> _Record set_

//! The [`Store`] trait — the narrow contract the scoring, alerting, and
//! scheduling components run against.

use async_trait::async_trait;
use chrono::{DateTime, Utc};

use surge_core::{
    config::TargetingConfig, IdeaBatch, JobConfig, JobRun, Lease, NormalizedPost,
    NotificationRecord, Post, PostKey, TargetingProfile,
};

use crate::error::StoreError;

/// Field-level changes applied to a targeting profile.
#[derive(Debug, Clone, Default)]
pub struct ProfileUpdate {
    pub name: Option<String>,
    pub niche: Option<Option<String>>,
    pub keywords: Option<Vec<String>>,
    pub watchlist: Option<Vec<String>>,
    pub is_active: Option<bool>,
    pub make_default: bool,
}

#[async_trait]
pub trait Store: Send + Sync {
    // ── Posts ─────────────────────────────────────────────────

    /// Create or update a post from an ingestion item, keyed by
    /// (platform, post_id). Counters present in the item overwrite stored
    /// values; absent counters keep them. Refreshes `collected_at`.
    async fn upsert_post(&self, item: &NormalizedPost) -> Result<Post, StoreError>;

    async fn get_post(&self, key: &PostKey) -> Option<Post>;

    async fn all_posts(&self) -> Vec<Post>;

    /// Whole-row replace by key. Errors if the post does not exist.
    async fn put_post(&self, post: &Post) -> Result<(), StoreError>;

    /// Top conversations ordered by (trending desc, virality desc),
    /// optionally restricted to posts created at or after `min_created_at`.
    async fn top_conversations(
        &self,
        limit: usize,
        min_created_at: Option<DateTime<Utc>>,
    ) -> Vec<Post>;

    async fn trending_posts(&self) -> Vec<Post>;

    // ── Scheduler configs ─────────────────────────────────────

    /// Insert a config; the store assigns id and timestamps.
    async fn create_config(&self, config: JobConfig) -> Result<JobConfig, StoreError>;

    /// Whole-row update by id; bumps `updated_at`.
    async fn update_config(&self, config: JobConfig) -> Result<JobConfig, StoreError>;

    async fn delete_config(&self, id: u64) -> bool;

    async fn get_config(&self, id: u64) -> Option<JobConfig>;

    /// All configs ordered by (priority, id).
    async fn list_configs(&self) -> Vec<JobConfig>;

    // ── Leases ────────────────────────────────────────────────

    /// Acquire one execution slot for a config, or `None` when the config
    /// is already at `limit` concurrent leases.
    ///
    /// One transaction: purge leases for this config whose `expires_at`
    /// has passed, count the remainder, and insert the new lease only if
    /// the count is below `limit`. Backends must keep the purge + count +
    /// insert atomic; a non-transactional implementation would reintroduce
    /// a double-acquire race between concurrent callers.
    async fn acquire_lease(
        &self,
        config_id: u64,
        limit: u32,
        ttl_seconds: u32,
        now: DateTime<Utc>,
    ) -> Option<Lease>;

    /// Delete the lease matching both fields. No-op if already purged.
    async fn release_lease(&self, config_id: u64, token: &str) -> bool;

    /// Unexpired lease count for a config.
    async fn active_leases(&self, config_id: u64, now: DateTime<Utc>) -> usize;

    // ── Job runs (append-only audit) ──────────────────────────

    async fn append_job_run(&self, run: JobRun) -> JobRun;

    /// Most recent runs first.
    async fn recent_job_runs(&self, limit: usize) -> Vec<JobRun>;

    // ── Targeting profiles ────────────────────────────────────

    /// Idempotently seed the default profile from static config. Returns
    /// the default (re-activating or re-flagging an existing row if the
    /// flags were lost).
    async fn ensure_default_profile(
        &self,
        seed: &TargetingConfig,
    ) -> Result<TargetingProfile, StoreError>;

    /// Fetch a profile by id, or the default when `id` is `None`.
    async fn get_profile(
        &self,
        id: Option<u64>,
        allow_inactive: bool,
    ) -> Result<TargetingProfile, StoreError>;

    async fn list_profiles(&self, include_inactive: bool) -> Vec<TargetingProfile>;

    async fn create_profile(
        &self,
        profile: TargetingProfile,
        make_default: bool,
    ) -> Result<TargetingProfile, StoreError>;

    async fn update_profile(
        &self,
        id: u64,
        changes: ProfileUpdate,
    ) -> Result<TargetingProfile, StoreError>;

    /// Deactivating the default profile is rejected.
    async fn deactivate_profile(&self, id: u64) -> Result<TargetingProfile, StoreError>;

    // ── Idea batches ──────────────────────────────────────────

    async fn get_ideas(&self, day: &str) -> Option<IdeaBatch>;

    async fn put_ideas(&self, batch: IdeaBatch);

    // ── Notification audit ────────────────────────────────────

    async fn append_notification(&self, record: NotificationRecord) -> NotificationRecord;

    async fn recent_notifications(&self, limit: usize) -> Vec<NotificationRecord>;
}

> _Directions for this task_
Using only the listing above, restate exactly the lines from the line containing "flags were lost)." through the line containing "profile is rejected.", both included.

> _Output of the exercise_
    /// flags were lost).
    async fn ensure_default_profile(
        &self,
        seed: &TargetingConfig,
    ) -> Result<TargetingProfile, StoreError>;

    /// Fetch a profile by id, or the default when `id` is `None`.
    async fn get_profile(
        &self,
        id: Option<u64>,
        allow_inactive: bool,
    ) -> Result<TargetingProfile, StoreError>;

    async fn list_profiles(&self, include_inactive: bool) -> Vec<TargetingProfile>;

    async fn create_profile(
        &self,
        profile: TargetingProfile,
        make_default: bool,
    ) -> Result<TargetingProfile, StoreError>;

    async fn update_profile(
        &self,
        id: u64,
        changes: ProfileUpdate,
    ) -> Result<TargetingProfile, StoreError>;

    /// Deactivating the default profile is rejected.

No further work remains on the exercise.